To evaluate the protection against the RSV challenge, twelve animals were immunized by the IN route with 5 × 105 TCID50 of Metavac®-RSV or with 5 × 105 PFU of rRSV-mCh viruses. As a negative control group of vaccination, mice were mock-infected IN with OptiMEM (mock vacc.). Twenty-one days after the second immunization, each mouse was infected with an inoculum of 3.75 × 105 PFU of rRSV-Luc virus, as previously described74. To determine in vivo bioluminescence intensity, mice (n = 8/group) were anesthetized 3 and 5 dpc and observed alive using the IVIS imaging system 5 min after IN injection of D-luciferin. At 4 dpc, mice were euthanized (n = 4/group), lungs homogenized in 1 ml of PBS 1× before total RNA extraction, and the quantification of RSV-F and HMPV-N genes by RT-qPCR was performed as previously described. Prior to immunizations (days −1 or day 20), prior to challenge (day 41), and 21 days after challenge (day 63), blood samples were taken by sub-mandibular bleeding or cardiac exsanguination at the terminal time-point to evaluate neutralizing antibody (NAb) and IgG titers.

Neutralization assays

To evaluate the production of a specific neutralizing antibody response, sera were recovered from blood samples, pooled, and heat-inactivated at 56 °C until testing. Serial two-fold dilutions of sera in the infection medium were then tested for neutralization of homologous rHMPV (rC-85473-GFP), heterologous HMPV (rCAN98-75-GFP) or rRSV-mCh viruses on LLC-MK2 cells or Vero cells, respectively. Reciprocal neutralizing antibody titers were determined by an endpoint dilution assay, based on fluorescent detection (Spark® multimode microplate reader, TECAN). Neutralization of infection was defined as >75% decrease in the fluorescence, compared to the negative infection control.

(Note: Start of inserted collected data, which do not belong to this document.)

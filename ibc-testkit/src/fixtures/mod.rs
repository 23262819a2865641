//! Builders for mock chains and the keys that sign relayer transactions.

use core::time::Duration;

use ibc_core::host::types::identifiers::ChainId;
use ibc_core::host::TimeoutPolicy;
use ibc_primitives::{Signer, Timestamp};
use ibc_relayer::SigningContext;
use k256::ecdsa::SigningKey;
use typed_builder::TypedBuilder;

use crate::context::MockContext;
use crate::hosts::{HostParams, Ibft2Host, DEFAULT_BLOCK_TIME_SECS, GENESIS_TIMESTAMP};
use crate::testapp::ibc::applications::token::SimpleToken;
use crate::testapp::ibc::core::router::MockRouter;
use crate::testapp::ibc::core::types::MockIbcStore;

pub const DEFAULT_ETH_CHAIN_ID: u64 = 2018;

/// Address of the IBC host contract on every mock chain.
pub const DEFAULT_IBC_HOST_ADDRESS: [u8; 20] = [0x2f; 20];

/// Configuration of a [`MockContext`]. Building it seals the genesis block.
///
/// ```ignore
/// let ctx = MockContextConfig::builder()
///     .chain_id(ChainId::new("ibc1").unwrap())
///     .timeout_policy(TimeoutPolicy::CloseOrderedChannel)
///     .balances(vec![("alice".to_string(), 1_000)])
///     .build();
/// ```
#[derive(Debug, TypedBuilder)]
#[builder(build_method(into = MockContext))]
pub struct MockContextConfig {
    #[builder(default = ChainId::new("ibc0").expect("Never fails"))]
    pub chain_id: ChainId,

    /// Network id signatures of the chain's transactions commit to
    #[builder(default = DEFAULT_ETH_CHAIN_ID)]
    pub eth_chain_id: u64,

    #[builder(default = Duration::from_secs(DEFAULT_BLOCK_TIME_SECS))]
    pub block_time: Duration,

    #[builder(default = GENESIS_TIMESTAMP)]
    pub genesis_timestamp: Timestamp,

    #[builder(default = 4)]
    pub validator_count: u8,

    #[builder(default = 1)]
    pub validator_seed: u8,

    #[builder(default = DEFAULT_IBC_HOST_ADDRESS.to_vec())]
    pub ibc_host_address: Vec<u8>,

    pub timeout_policy: TimeoutPolicy,

    /// Initial token balances
    #[builder(default)]
    pub balances: Vec<(String, u64)>,
}

impl From<MockContextConfig> for MockContext {
    fn from(params: MockContextConfig) -> Self {
        let host = Ibft2Host::build(
            HostParams::builder()
                .chain_id(params.chain_id)
                .block_time(params.block_time)
                .genesis_timestamp(params.genesis_timestamp)
                .validator_count(params.validator_count)
                .validator_seed(params.validator_seed)
                .build(),
        );

        let ibc_store = MockIbcStore::new(
            params.ibc_host_address.clone(),
            params.timeout_policy,
            host.next_height(),
            host.next_timestamp(),
        )
        .expect("the IBC host address must not be empty");

        let router = MockRouter::new_with_token(SimpleToken::with_balances(params.balances));

        let mut ctx = MockContext::new(
            host,
            ibc_store,
            router,
            params.eth_chain_id,
            params.ibc_host_address,
        );
        ctx.advance_block();
        ctx
    }
}

/// The signing context a relayer uses on `chain_id`. The secret key is 32
/// bytes of `seed`.
pub fn relayer_signing_context(chain_id: &ChainId, eth_chain_id: u64, seed: u8) -> SigningContext {
    let key = SigningKey::from_slice(&[seed; 32]).expect("non-zero seed is a valid key");
    SigningContext::new(chain_id.clone(), eth_chain_id, key)
}

/// The signer of messages submitted outside of the relayer.
pub fn dummy_account_signer() -> Signer {
    Signer::new("0x0000000000000000000000000000000000000001".to_string())
}

#[cfg(test)]
mod tests {
    use ibc_core::client::types::Height;

    use super::*;

    #[test]
    fn genesis_block_is_sealed_on_build() {
        let ctx = MockContextConfig::builder()
            .timeout_policy(TimeoutPolicy::CloseOrderedChannel)
            .build();

        assert_eq!(ctx.latest_height(), Height::new(0, 1).unwrap());
        assert_eq!(ctx.latest_timestamp(), GENESIS_TIMESTAMP);
        assert_eq!(ctx.ibc_store.host_height, Height::new(0, 2).unwrap());
    }

    #[test]
    fn chain_revision_follows_the_chain_id() {
        let ctx = MockContextConfig::builder()
            .chain_id(ChainId::new("ibc-3").unwrap())
            .timeout_policy(TimeoutPolicy::KeepOpen)
            .build();

        assert_eq!(ctx.latest_height(), Height::new(3, 1).unwrap());
    }

    #[test]
    fn signing_contexts_are_deterministic() {
        let chain_id = ChainId::new("ibc0").unwrap();
        let a = relayer_signing_context(&chain_id, DEFAULT_ETH_CHAIN_ID, 7);
        let b = relayer_signing_context(&chain_id, DEFAULT_ETH_CHAIN_ID, 7);

        assert_eq!(a.address(), b.address());
        assert_eq!(a.eth_chain_id(), DEFAULT_ETH_CHAIN_ID);
    }
}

IgG quantification by ELISA assays

To detect HMPV-, RSV- or preF RSV-specific IgG in mice sera, NUNC Maxi-Sorp 96-well plates (ThermoFisher Scientific) were coated with inactivated virus stocks (HMPV C-85473 or RSV A2 strains, respectively) at 4 µg/ml or recombinant preF RSV protein at 2 µg/ml diluted in carbonate-bicarbonate buffer (0.1 M, pH 9,6).

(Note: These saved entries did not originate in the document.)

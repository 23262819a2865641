use std::fmt::Debug;

use ibc_core::commitment_types::merkle::{Hash, SparseMerkleProof};
use ibc_core::host::types::path::Path;

use crate::error::StoreError;
use crate::types::{RawHeight, StoreHeight};

/// A versioned key-value backend keyed by IBC paths.
///
/// Writes land in a pending block until `commit` seals them into a new
/// height. Each sealed height keeps the root of the sparse Merkle tree built
/// over its entries, so proofs can be served for any retained height.
pub trait Store: Debug {
    /// Set `value` for `path`, returning the previous pending value
    fn set(&mut self, path: Path, value: Vec<u8>) -> Option<Vec<u8>>;

    /// Get associated `value` for `path` at specified `height`
    fn get(&self, height: StoreHeight, path: &Path) -> Option<Vec<u8>>;

    /// Delete `path` from the pending block, returning the removed value
    fn delete(&mut self, path: &Path) -> Option<Vec<u8>>;

    /// Commit `Pending` block to canonical chain and create new `Pending`.
    /// Returns the root of the committed block.
    fn commit(&mut self) -> Result<Hash, StoreError>;

    /// Prune historic blocks up to specified `height`
    fn prune(&mut self, height: RawHeight) -> Result<RawHeight, StoreError> {
        Ok(height)
    }

    /// Return the current height of the chain
    fn current_height(&self) -> RawHeight;

    /// Return all pending paths whose string form starts with `key_prefix`
    fn get_keys(&self, key_prefix: &str) -> Vec<Path>;

    /// Return the state root at `height`
    fn root_hash(&self, height: StoreHeight) -> Option<Hash>;

    /// Return a membership or non-membership proof for `path` at `height`
    fn get_proof(&self, height: StoreHeight, path: &Path) -> Option<SparseMerkleProof>;
}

The PreF RSV protein was obtained by transfection of a pcDNA 3.1+ plasmid encoding DS-Cav1 preF A2 ORF into Expi293F cells using ExpiFectamine 293 reagent (Expi293™ Expression System Kit, ThermoFisher Scientific), as previously described75.

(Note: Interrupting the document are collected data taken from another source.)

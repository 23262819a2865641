use ibc_primitives::prelude::*;

use crate::error::IdentifierError;

/// The sequence number of a packet enforces ordering among packets from the same source.
#[cfg_attr(feature = "serde", derive(serde::Serialize, serde::Deserialize))]
#[derive(Copy, Clone, Debug, Default, PartialEq, Eq, Hash, PartialOrd, Ord)]
pub struct Sequence(u64);

impl core::str::FromStr for Sequence {
    type Err = IdentifierError;

    fn from_str(s: &str) -> Result<Self, Self::Err> {
        Ok(Self::from(s.parse::<u64>().map_err(|e| {
            IdentifierError::InvalidStringAsSequence {
                value: s.to_string(),
                reason: e.to_string(),
            }
        })?))
    }
}

impl Sequence {
    /// Gives the sequence number.
    pub fn value(&self) -> u64 {
        self.0
    }

    /// Returns `true` if the sequence number is zero.
    pub fn is_zero(&self) -> bool {
        self.0 == 0
    }

    /// Increments the sequence number by one.
    pub fn increment(&self) -> Sequence {
        Sequence(self.0.saturating_add(1))
    }

    /// Encodes the sequence number into a byte array in big endian.
    pub fn to_vec(&self) -> Vec<u8> {
        self.0.to_be_bytes().to_vec()
    }
}

impl From<u64> for Sequence {
    fn from(seq: u64) -> Self {
        Sequence(seq)
    }
}

impl From<Sequence> for u64 {
    fn from(s: Sequence) -> u64 {
        s.0
    }
}

impl core::fmt::Display for Sequence {
    fn fmt(&self, f: &mut core::fmt::Formatter<'_>) -> Result<(), core::fmt::Error> {
        write!(f, "{}", self.0)
    }
}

Plates were subsequently blocked with 5% milk in PBS-T and incubated with serum samples diluted in 5% milk in PBS-T. Specific IgG antibodies were detected using an anti-mouse IgG-HRP mAb (SouthernBiotech, ref 1031-05). ELISAs were developed using tetramethylbenzidine (TMB SureBlue, SeraCare), and the reaction was stopped with 2 N H2SO4. Background from empty control wells was subtracted to acquire final absorbance values at 450 nm, and the results were represented as arbitrary units to compare IgG titers at an optimal serum dilution.

Ethics and biosecurity

HMPV animal studies were approved by the SFR Biosciences Ethics Committee (CECCAPP C015 Rhône-Alpes, protocol ENS_2017_019) according to European ethical guidelines 2010/63/UE on animal experimentation. The protocol of RSV challenge was approved by the Animal Care and Use Committee at “Centre de Recherche de Jouy-en-Josas” (COMETHEA) under relevant institutional authorization (“Ministère de l’éducation nationale, de l’enseignement supérieur et de la recherche”), under authorization number 2015060414241349_v1 (APAFiS#600). All experimental procedures were performed in a Biosafety level 2 facility.

Statistical analysis

Statistical analyses were performed with GraphPad Prism10 using one-way or two-way ANOVA tests.

Reporting summary

Further information on research design is available in the Nature Research Reporting Summary linked to this article.